PROBLEM DETAILS:
Among the lines of the material below, count those holding "Create". Report the number by itself.
Top of SOURCE DATA
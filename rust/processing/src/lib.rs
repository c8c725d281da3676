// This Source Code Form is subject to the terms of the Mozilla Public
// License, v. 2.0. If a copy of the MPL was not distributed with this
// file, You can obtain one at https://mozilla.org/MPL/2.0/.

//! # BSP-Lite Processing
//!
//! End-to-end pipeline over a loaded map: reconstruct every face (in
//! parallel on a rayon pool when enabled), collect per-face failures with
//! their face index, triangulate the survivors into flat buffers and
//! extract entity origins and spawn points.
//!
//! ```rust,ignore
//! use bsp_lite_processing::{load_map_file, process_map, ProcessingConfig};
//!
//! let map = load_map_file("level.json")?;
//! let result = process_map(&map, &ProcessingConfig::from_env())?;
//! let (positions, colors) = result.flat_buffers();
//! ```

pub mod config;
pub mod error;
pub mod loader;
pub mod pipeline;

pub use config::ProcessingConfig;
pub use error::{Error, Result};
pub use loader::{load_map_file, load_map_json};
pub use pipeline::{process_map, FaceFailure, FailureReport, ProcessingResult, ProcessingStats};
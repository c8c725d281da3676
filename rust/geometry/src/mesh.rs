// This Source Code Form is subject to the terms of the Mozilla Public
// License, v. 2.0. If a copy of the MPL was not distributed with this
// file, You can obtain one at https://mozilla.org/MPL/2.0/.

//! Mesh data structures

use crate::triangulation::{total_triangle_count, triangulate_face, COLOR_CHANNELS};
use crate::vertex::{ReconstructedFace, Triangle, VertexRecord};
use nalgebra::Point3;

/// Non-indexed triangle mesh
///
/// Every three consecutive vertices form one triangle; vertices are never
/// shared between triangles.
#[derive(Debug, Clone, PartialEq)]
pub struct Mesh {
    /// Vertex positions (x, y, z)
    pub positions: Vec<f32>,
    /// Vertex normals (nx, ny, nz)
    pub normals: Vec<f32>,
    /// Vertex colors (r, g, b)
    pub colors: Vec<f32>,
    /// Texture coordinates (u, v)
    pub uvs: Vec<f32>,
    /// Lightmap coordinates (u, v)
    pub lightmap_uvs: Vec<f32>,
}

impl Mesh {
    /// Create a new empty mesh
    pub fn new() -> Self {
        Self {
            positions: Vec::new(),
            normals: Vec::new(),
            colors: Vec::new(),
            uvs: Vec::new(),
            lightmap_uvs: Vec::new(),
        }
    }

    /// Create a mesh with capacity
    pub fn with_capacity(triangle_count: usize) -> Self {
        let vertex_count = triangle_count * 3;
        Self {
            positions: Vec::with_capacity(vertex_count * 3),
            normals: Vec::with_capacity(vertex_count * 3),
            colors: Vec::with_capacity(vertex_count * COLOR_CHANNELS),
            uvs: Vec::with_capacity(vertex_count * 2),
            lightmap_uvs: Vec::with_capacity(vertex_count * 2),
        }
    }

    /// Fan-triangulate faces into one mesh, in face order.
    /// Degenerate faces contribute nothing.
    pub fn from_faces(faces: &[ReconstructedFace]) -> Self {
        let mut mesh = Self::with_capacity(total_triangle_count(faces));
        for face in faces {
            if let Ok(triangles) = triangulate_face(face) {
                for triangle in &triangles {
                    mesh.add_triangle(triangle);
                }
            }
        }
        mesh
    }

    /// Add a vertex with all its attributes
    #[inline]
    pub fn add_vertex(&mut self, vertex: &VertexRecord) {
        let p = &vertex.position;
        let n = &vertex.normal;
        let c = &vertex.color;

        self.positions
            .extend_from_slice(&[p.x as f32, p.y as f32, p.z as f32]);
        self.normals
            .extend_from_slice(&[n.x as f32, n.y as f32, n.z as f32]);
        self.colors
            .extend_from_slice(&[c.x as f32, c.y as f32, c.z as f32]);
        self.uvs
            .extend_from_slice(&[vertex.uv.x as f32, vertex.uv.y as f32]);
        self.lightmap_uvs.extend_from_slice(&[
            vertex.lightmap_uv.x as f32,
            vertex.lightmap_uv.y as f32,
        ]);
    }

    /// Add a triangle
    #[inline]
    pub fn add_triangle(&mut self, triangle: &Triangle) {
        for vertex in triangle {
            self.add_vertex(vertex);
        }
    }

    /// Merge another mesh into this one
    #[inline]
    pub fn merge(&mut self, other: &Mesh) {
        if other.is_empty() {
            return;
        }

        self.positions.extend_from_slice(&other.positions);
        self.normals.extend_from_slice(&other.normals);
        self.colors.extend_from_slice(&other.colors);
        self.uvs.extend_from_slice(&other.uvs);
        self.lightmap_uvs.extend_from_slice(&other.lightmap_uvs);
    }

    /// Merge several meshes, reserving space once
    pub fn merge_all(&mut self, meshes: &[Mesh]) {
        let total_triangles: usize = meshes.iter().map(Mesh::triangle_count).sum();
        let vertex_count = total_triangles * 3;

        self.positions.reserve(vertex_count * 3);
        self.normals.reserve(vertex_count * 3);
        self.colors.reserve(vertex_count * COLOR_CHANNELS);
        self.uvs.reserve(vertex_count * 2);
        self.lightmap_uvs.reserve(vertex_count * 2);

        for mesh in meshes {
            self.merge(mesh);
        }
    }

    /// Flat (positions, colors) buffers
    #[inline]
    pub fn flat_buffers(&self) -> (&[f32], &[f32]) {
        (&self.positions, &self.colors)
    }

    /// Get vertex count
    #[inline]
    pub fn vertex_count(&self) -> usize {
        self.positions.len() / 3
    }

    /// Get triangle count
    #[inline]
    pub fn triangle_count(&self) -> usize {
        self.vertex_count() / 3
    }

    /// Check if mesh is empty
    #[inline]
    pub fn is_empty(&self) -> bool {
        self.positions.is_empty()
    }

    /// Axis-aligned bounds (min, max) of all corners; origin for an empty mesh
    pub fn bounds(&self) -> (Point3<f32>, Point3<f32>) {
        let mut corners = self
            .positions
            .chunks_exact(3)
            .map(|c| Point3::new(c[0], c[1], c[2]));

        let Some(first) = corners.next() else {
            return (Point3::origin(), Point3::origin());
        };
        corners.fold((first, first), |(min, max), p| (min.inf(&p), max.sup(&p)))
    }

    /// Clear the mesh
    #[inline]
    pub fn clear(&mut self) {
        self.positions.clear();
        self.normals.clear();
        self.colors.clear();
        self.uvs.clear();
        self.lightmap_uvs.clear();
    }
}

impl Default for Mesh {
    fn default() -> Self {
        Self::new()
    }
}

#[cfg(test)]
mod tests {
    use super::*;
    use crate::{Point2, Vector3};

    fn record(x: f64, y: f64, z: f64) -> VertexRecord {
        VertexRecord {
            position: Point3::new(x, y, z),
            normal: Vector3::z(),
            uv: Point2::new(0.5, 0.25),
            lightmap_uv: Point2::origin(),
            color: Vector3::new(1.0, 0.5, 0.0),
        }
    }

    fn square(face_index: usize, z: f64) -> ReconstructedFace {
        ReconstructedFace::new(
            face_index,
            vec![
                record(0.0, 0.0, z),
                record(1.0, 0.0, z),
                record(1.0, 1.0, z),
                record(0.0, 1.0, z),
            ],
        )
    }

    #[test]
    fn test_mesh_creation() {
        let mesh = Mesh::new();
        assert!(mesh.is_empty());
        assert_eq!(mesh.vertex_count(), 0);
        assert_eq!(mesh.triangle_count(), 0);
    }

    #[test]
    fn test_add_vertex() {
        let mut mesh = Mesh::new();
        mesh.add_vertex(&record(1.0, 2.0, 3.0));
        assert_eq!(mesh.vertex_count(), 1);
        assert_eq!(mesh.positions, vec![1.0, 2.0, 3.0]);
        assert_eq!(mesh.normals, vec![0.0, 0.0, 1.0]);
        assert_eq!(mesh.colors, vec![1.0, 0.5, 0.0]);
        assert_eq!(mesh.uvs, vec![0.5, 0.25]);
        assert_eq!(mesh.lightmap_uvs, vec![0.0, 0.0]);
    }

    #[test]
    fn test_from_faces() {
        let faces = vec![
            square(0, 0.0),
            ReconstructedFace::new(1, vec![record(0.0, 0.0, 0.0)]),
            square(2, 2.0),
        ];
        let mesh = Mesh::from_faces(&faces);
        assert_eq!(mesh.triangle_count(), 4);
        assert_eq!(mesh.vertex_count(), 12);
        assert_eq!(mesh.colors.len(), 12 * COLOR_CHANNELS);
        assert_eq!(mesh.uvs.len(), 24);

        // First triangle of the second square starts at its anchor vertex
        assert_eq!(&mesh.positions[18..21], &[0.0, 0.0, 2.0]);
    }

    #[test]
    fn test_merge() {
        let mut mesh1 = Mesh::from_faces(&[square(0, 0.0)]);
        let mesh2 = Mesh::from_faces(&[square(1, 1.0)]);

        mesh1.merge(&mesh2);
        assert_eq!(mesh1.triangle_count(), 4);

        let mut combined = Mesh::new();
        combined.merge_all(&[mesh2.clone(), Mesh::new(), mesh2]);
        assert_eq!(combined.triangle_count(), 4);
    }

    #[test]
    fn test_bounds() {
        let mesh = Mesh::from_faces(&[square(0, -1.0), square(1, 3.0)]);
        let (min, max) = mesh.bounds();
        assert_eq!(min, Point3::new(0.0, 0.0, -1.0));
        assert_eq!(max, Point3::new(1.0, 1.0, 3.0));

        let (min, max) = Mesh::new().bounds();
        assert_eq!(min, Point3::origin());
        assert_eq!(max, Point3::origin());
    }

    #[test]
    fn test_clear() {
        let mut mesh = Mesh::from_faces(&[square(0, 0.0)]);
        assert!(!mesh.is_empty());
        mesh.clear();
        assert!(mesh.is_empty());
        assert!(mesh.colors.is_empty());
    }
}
Bottom of SOURCE DATA
RESULT BELOW:
2